A flor cresceu no asfalto
contra todas as possibilidades
e o dia fechou os olhos flamejantes
com suas pálpebras estreladas.
Vencer sempre cansa
e tenho tido escorpiões
em meus dias e nenhuma lua
no meu céu a iluminar
o meu jardim e nenhum cão
para latir em meu quintal e
nenhuma música após o café
frio servido pelo tempo
e pelos náufragos sentimentos
do oceano que crispa no peito.
Tudo é uma questão de interpretar
o antigo livro dos sonhos.
Mas já não posso sonhar
se estou acordado
numa eterna vigília
a contemplar o silêncio...
Sol ferve sobre o monte
- de Vênus -
esverdeado,
saliva amarga
de noites ululantes.
Mosquitos falantes
e fadas desnudas, grilos,
muitos bichos, grilos...
& sentimentos engarrafados
que não se pode beber
senão envenena alma
& coração.
Perna inchada, cabeça cheia,
turvas lembranças
de porra nenhuma,
des-con-si-de-ra-ção:
- faça um amigo e ele saberá te maltratar mais que um inimigo -
, o rio canta suave à esquerda,
ou à direita (e cantam à
direita ou à esquerda felicidades
destiladas, desbirlotadas ou
encenadas).
Transas e tranças no ar e eu
não tenho transado e não
tenho mais tranças, minha calvície
reflete o que sou
em rugas de expressão,
ideias que mudam com
as estações e preguiça
após o almoço.
Eram tempos imemoriais.
Penso assim como dispenso
e ouso cantar
com o choro do rio
que se lamenta
e se desfaz em cascatas
em algum lugar...
...
...
Aldeia Velha (Aldeia Rock Festival XV), 25 de março de 2016.
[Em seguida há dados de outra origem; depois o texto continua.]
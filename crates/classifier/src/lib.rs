//! Event classifier
//!
//! Pure functions between the schedule feeds and the reconciler: which events
//! are worth announcing, and who won a finished series. No I/O, no state.

use chrono::{DateTime, Duration, Utc};
use esports_api::{EventState, MatchDetail, ScheduledEvent};

/// Announce window in hours ahead of kickoff. Closed interval: an event
/// starting exactly `window_hours` from now still qualifies.
pub const DEFAULT_WINDOW_HOURS: i64 = 24;

/// Whole hours until kickoff, truncated toward zero.
pub fn hours_until(start_time: DateTime<Utc>, now: DateTime<Utc>) -> i64 {
    start_time.signed_duration_since(now).num_hours()
}

/// Keep events that are unstarted, not yet announced, and starting within
/// `[0, window_hours]` hours. Input order is preserved.
pub fn filter_upcoming<'a, F>(
    events: &'a [ScheduledEvent],
    now: DateTime<Utc>,
    window_hours: i64,
    mut is_posted: F,
) -> Vec<&'a ScheduledEvent>
where
    F: FnMut(&str) -> bool,
{
    events
        .iter()
        .filter(|ev| {
            if ev.state != EventState::Unstarted || is_posted(&ev.match_id) {
                return false;
            }
            let until = ev.start_time.signed_duration_since(now);
            until >= Duration::zero() && until.num_hours() <= window_hours
        })
        .collect()
}

/// Winner of a series, if decided. Total: missing or zero-count strategy and
/// missing teams mean "no winner yet", never an error.
pub fn determine_winner(detail: &MatchDetail) -> Option<&str> {
    let strategy = detail.strategy.as_ref()?;
    if strategy.count == 0 {
        return None;
    }
    let win_threshold = strategy.count.div_ceil(2);

    let (team1, team2) = match detail.teams.as_slice() {
        [a, b] => (a, b),
        _ => return None,
    };

    if team1.game_wins >= win_threshold {
        Some(&team1.code)
    } else if team2.game_wins >= win_threshold {
        Some(&team2.code)
    } else {
        None
    }
}

/// Series length, surfaced only for display.
pub fn best_of(event: &ScheduledEvent) -> Option<u32> {
    event
        .strategy
        .as_ref()
        .filter(|s| s.kind == "bestOf")
        .map(|s| s.count)
}

/// Chat-ready listing of upcoming events, one line per match.
pub fn format_schedule(events: &[ScheduledEvent], now: DateTime<Utc>) -> String {
    if events.is_empty() {
        return "No upcoming matches.".to_string();
    }

    events
        .iter()
        .map(|ev| {
            let names: Vec<&str> = ev.teams.iter().map(|t| t.name.as_str()).collect();
            let versus = names.join(" vs ");
            let when = match hours_until(ev.start_time, now) {
                h if h <= 0 => "soon".to_string(),
                h => format!("in {h}h"),
            };
            match best_of(ev) {
                Some(n) => format!("**{versus}** — {} ({}) — Bo{n}, {when}", ev.league, ev.block_name),
                None => format!("**{versus}** — {} ({}) — {when}", ev.league, ev.block_name),
            }
        })
        .collect::<Vec<_>>()
        .join("\n")
}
A vida dói na essência do corpo.
Sensações análogas da existência.
Dói a dor da complexidade da alma,
êxtase entorpecimento dos sentidos.
O sentinela está morto!
O deus se mostra no cômodo
barato de dormir
numa cópula ensandecida.
A rainha branca
abre as pernas para o peão preto.
Então tudo é mistério...
O universo: carrossel de mistérios!
Todas as lágrimas transformam-se em oceano
quando navegamos em tristeza.
Os ratos invadiram a dispensa,
O cão velho ladra
mas não tem forças para morder.
Não há estrelas no céu da cidade.
Verdade, mentira e omissão: ménage a trois.
Se o coração já bate,
por que a vida bate?
A vida dói.
As vezes, até sem querer.
Dói na contestação da própria morte.
O mito, queimou-se no incêndio
dos arquivos da biblioteca
(quando ainda não havia internet)
e sumiu para sempre.
O padre reza, o pastor ora,
a mãe-de-santo recebe,
o governo tira, o ladrão toma,
a puta dá, a polícia prende,
o advogado solta, o médico cura,
a testemunha jura, o marido mente,
a cigana ri e o poeta,
o poeta dói.
O poeta dói na essência
e na complexidade da própria vida.
: cáusticos timbres. Sol na cara lambendo a juventude que se esvai com o sopro do tempo. O amor vai ao supermercado e traz o almoço: coração congelado. Faca que corta o pão, fere a carne. Desprazer em conhecer a verdade. Sexo é bom. Mas estou entediado para tirar e botar... ...a roupa.
A casa está vazia, papéis... muitos papéis espalhados: poesias, velhas histórias de paixões que morreram prematuras, telefones fúnebres e mil folhas em branco a serem preenchidas por ideias vazias (assim-como-a-casa-está) e não há um diabo em qualquer garrafa para tentar-me à antiga dança na qual já fui um exímio trôpego bailarino.
Meu peito dói a dor de mil poemas guardados... Eles sobem à garganta e rumino-os com a paciência dos monges tibetanos, engulo-os novamente e me vem a azia das noites mal dormidas dos pesadelos indecifráveis & meu estômago, ego, fé, amor, paz, queimam ao gosto das palavras não ditas - silenciadas entre os dentes - e guardadas para as várias folhas em branco espalhadas. Vou inchando de insatisfação e querência, mas a casa continuará vazia até não sei quando e a minha alegria morreu envenenada à minha porta após uma noite em que eu sonhei com crianças afogadas e casinhas bonitinhas feitas de chocolate.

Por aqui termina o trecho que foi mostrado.